Exercise goal:
Working from the listing below, pick each line containing the word "Estimate" and copy it.

Data for analysis: Begin

mod commands;
mod events;
mod policy;

use std::path::PathBuf;

use clap::{Args, Parser, Subcommand, ValueEnum};

use commands::{CommandError, Context};

/// LLM によるファンフィクション翻訳（チャンク分割 + バッチ翻訳）
#[derive(Debug, Parser)]
#[command(name = "fanfic-translate", version, about)]
struct Cli {
    /// SQLite データベースのパス（既定: データディレクトリ）
    #[arg(long, global = true, env = "FT_DB_PATH")]
    db: Option<PathBuf>,

    /// 設定・テキスト・用語集のスコープ
    #[arg(long, global = true, default_value = ft_core::infra::storage::DEFAULT_PROJECT)]
    project: String,

    #[command(subcommand)]
    command: Command,
}

#[derive(Debug, Subcommand)]
enum Command {
    /// 原文をチャンクに分けて順に翻訳する
    Translate(TranslateArgs),
    /// チャンク分割の結果を表示する
    Chunk {
        #[command(flatten)]
        source: SourceArgs,
        #[arg(long)]
        model: Option<String>,
        /// チャンクのトークン上限（モデル既定値を上書き）
        #[arg(long)]
        max_tokens: Option<usize>,
    },
    /// トークン数と費用を見積もる
    Estimate {
        #[command(flatten)]
        source: SourceArgs,
        #[arg(long)]
        model: Option<String>,
    },
    /// 章全体の要約を生成する
    Summarize {
        #[command(flatten)]
        source: SourceArgs,
        #[arg(long)]
        model: Option<String>,
        /// 要約をメモ欄に追記する
        #[arg(long)]
        append_to_notes: bool,
    },
    /// 語数と文字数を数える
    Count {
        #[command(flatten)]
        source: SourceArgs,
    },
    /// 設定の表示・変更
    #[command(subcommand)]
    Config(ConfigCommand),
    /// 保存済みテキスト欄の操作
    #[command(subcommand)]
    Text(TextCommand),
    /// 用語集の操作
    #[command(subcommand)]
    Glossary(GlossaryCommand),
    /// プロジェクト一覧
    Projects {
        /// 指定プロジェクトの保存内容をすべて削除する
        #[arg(long, value_name = "NAME")]
        delete: Option<String>,
    },
}

#[derive(Debug, Args)]
struct SourceArgs {
    /// 入力ファイル（省略時は標準入力）
    #[arg(long, short)]
    input: Option<PathBuf>,
}

#[derive(Debug, Args)]
struct TranslateArgs {
    #[command(flatten)]
    source: SourceArgs,
    /// 翻訳結果の書き出し先
    #[arg(long, short)]
    output: Option<PathBuf>,
    #[arg(long)]
    model: Option<String>,
    #[arg(long)]
    temperature: Option<f32>,
    /// ストリーミング出力
    #[arg(long)]
    stream: bool,
    /// チャンク間要約を有効にする
    #[arg(long)]
    summaries: bool,
    /// チャンク失敗時の扱い
    #[arg(long, value_enum, default_value_t = OnError::Ask)]
    on_error: OnError,
    /// API を呼ばずに組み立てたプロンプトを出力する
    #[arg(long)]
    dry_run: bool,
}

#[derive(Debug, Clone, Copy, PartialEq, Eq, ValueEnum)]
enum OnError {
    Ask,
    Continue,
    Abort,
}

#[derive(Debug, Subcommand)]
enum ConfigCommand {
    /// 現在の設定を JSON で表示する（API キーは伏せる）
    Show,
    /// `api_keys.xai` のようなドット区切りのキーに値を設定する
    Set { key: String, value: String },
}

#[derive(Debug, Subcommand)]
enum TextCommand {
    Get {
        field: String,
    },
    Set {
        field: String,
        /// 読み込むファイル（省略時は標準入力）
        #[arg(long, short)]
        file: Option<PathBuf>,
    },
    Clear {
        field: String,
    },
}

#[derive(Debug, Subcommand)]
enum GlossaryCommand {
    List,
    Add {
        source: String,
        target: String,
        #[arg(long, default_value = "other")]
        category: String,
        /// 既存の用語を更新する場合の ID
        #[arg(long)]
        id: Option<String>,
    },
    Remove {
        id: String,
    },
    Clear,
}

fn default_db_path() -> PathBuf {
    let dir = dirs::data_local_dir()
        .unwrap_or_else(|| PathBuf::from("."))
        .join("fanfic-translate");
    if let Err(e) = std::fs::create_dir_all(&dir) {
        log::warn!("データディレクトリを作成できません: {e}");
    }
    dir.join("fanfic-translate.db")
}

async fn run(cli: Cli) -> Result<(), CommandError> {
    let db_path = cli.db.unwrap_or_else(default_db_path);
    log::debug!("DB: {}", db_path.display());
    let ctx = Context::open(&db_path, cli.project)?;

    match cli.command {
        Command::Translate(args) => {
            let on_error = match args.on_error {
                OnError::Ask => policy::OnErrorMode::Ask,
                OnError::Continue => policy::OnErrorMode::Continue,
                OnError::Abort => policy::OnErrorMode::Abort,
            };
            commands::translate(
                &ctx,
                commands::TranslateOptions {
                    input: args.source.input,
                    output: args.output,
                    model: args.model,
                    temperature: args.temperature,
                    stream: args.stream,
                    summaries: args.summaries,
                    on_error,
                    dry_run: args.dry_run,
                },
            )
            .await
        }
        Command::Chunk {
            source,
            model,
            max_tokens,
        } => commands::chunk(&ctx, source.input, model, max_tokens).await,
        Command::Estimate { source, model } => commands::estimate(&ctx, source.input, model).await,
        Command::Summarize {
            source,
            model,
            append_to_notes,
        } => commands::summarize(&ctx, source.input, model, append_to_notes).await,
        Command::Count { source } => commands::count(source.input).await,
        Command::Config(ConfigCommand::Show) => commands::config_show(&ctx),
        Command::Config(ConfigCommand::Set { key, value }) => {
            commands::config_set(&ctx, &key, &value)
        }
        Command::Text(TextCommand::Get { field }) => commands::text_get(&ctx, &field),
        Command::Text(TextCommand::Set { field, file }) => {
            commands::text_set(&ctx, &field, file).await
        }
        Command::Text(TextCommand::Clear { field }) => commands::text_clear(&ctx, &field),
        Command::Glossary(GlossaryCommand::List) => commands::glossary_list(&ctx),
        Command::Glossary(GlossaryCommand::Add {
            source,
            target,
            category,
            id,
        }) => commands::glossary_add(&ctx, source, target, &category, id),
        Command::Glossary(GlossaryCommand::Remove { id }) => commands::glossary_remove(&ctx, &id),
        Command::Glossary(GlossaryCommand::Clear) => commands::glossary_clear(&ctx),
        Command::Projects { delete } => commands::projects(&ctx, delete),
    }
}

#[tokio::main]
async fn main() {
    // stdout は翻訳結果専用、ログは stderr へ
    env_logger::Builder::from_env(env_logger::Env::default().default_filter_or("info"))
        .target(env_logger::Target::Stderr)
        .init();

    let cli = Cli::parse();
    if let Err(e) = run(cli).await {
        log::error!("{e}");
        eprintln!("error: {e}");
        std::process::exit(e.exit_code());
    }
}
use crate::domain::error::AppError;
use crate::domain::types::TranslationRequest;
use crate::infra::cancel::CancelToken;
use crate::infra::prompt;
use crate::infra::provider::Translator;

/// 章要約の温度
pub const CHAPTER_SUMMARY_TEMPERATURE: f32 = 0.5;

/// メモ欄に追記する要約の見出し
pub const SUMMARY_HEADER: &str = "--- Previous Chapter Summary ---";

/// 章全体の要約を生成する（非ストリーミング）
pub async fn generate_chapter_summary(
    translator: &dyn Translator,
    model: &str,
    text: &str,
    cancel: &CancelToken,
) -> Result<String, AppError> {
    if text.trim().is_empty() {
        return Err(AppError::summary("Please enter text to summarize"));
    }

    let request = TranslationRequest {
        prompt: prompt::chapter_summary_prompt(text.trim()),
        model: model.to_string(),
        temperature: CHAPTER_SUMMARY_TEMPERATURE,
        stream: false,
    };

    let summary = translator
        .send(request, None, cancel)
        .await
        .map_err(|e| AppError::from(&e))?;
    let summary = summary.trim();
    if summary.is_empty() {
        return Err(AppError::summary("The model returned an empty summary"));
    }
    log::info!("章要約を生成しました ({} 文字)", summary.chars().count());
    Ok(summary.to_string())
}

/// 要約をメモの末尾に見出し付きで追記する
///
/// 既に見出しがあれば最後の見出し以降を置き換える。要約が空なら None。
pub fn append_summary_to_notes(notes: &str, summary: &str) -> Option<String> {
    let mut summary = summary.trim();
    if summary.is_empty() {
        return None;
    }
    if let Some(rest) = summary.strip_prefix(SUMMARY_HEADER) {
        summary = rest.trim();
    }
    let block = format!("{SUMMARY_HEADER}\n{summary}");

    let current = notes.trim();
    let head = match current.rfind(SUMMARY_HEADER) {
        Some(pos) => current[..pos].trim(),
        None => current,
    };

    if head.is_empty() {
        Some(block)
    } else {
        Some(format!("{head}\n\n{block}"))
    }
}

#[cfg(test)]
mod tests {
    use super::*;
    use crate::domain::error::{ErrorCode, TranslateError};
    use async_trait::async_trait;
    use parking_lot::Mutex;
    use tokio::sync::mpsc;

    struct CannedTranslator {
        reply: Result<String, TranslateError>,
        seen: Mutex<Vec<TranslationRequest>>,
    }

    #[async_trait]
    impl Translator for CannedTranslator {
        async fn send(
            &self,
            request: TranslationRequest,
            _tokens: Option<mpsc::UnboundedSender<String>>,
            _cancel: &CancelToken,
        ) -> Result<String, TranslateError> {
            self.seen.lock().push(request);
            self.reply.clone()
        }

        fn name(&self) -> &str {
            "canned"
        }
    }

    fn canned(reply: Result<String, TranslateError>) -> CannedTranslator {
        CannedTranslator {
            reply,
            seen: Mutex::new(Vec::new()),
        }
    }

    #[tokio::test]
    async fn test_summary_request_shape() {
        let translator = canned(Ok("  They met at the gate.  ".into()));
        let summary =
            generate_chapter_summary(&translator, "grok-3", "chapter text", &CancelToken::never())
                .await
                .unwrap();
        assert_eq!(summary, "They met at the gate.");

        let seen = translator.seen.lock();
        assert_eq!(seen.len(), 1);
        assert_eq!(seen[0].temperature, CHAPTER_SUMMARY_TEMPERATURE);
        assert!(!seen[0].stream);
        assert!(seen[0].prompt.contains("expert summarizer"));
        assert!(seen[0].prompt.ends_with("chapter text"));
    }

    #[tokio::test]
    async fn test_empty_text_rejected_without_request() {
        let translator = canned(Ok("x".into()));
        let err = generate_chapter_summary(&translator, "grok-3", "   ", &CancelToken::never())
            .await
            .unwrap_err();
        assert_eq!(err.code, ErrorCode::Summary);
        assert!(translator.seen.lock().is_empty());
    }

    #[tokio::test]
    async fn test_translator_error_keeps_code() {
        let translator = canned(Err(TranslateError::ApiKeyMissing {
            provider: "xAI".into(),
        }));
        let err = generate_chapter_summary(&translator, "grok-3", "text", &CancelToken::never())
            .await
            .unwrap_err();
        assert_eq!(err.code, ErrorCode::ApiKeyMissing);
    }

    #[tokio::test]
    async fn test_blank_reply_is_summary_error() {
        let translator = canned(Ok(" \n".into()));
        let err = generate_chapter_summary(&translator, "grok-3", "text", &CancelToken::never())
            .await
            .unwrap_err();
        assert_eq!(err.code, ErrorCode::Summary);
    }

    #[test]
    fn test_append_to_empty_notes() {
        assert_eq!(
            append_summary_to_notes("", "They met.").as_deref(),
            Some("--- Previous Chapter Summary ---\nThey met.")
        );
    }

    #[test]
    fn test_append_after_existing_notes() {
        assert_eq!(
            append_summary_to_notes("Keep honorifics.\n", "They met.").as_deref(),
            Some("Keep honorifics.\n\n--- Previous Chapter Summary ---\nThey met.")
        );
    }

    #[test]
    fn test_append_replaces_previous_summary() {
        let notes = "Keep honorifics.\n\n--- Previous Chapter Summary ---\nOld summary.";
        assert_eq!(
            append_summary_to_notes(notes, "--- Previous Chapter Summary ---\nNew summary.")
                .as_deref(),
            Some("Keep honorifics.\n\n--- Previous Chapter Summary ---\nNew summary.")
        );
    }

    #[test]
    fn test_append_blank_summary_is_none() {
        assert_eq!(append_summary_to_notes("notes", "  "), None);
    }
}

Data for analysis: End

Answer area:
    Estimate {
        Command::Estimate { source, model } => commands::estimate(&ctx, source.input, model).await,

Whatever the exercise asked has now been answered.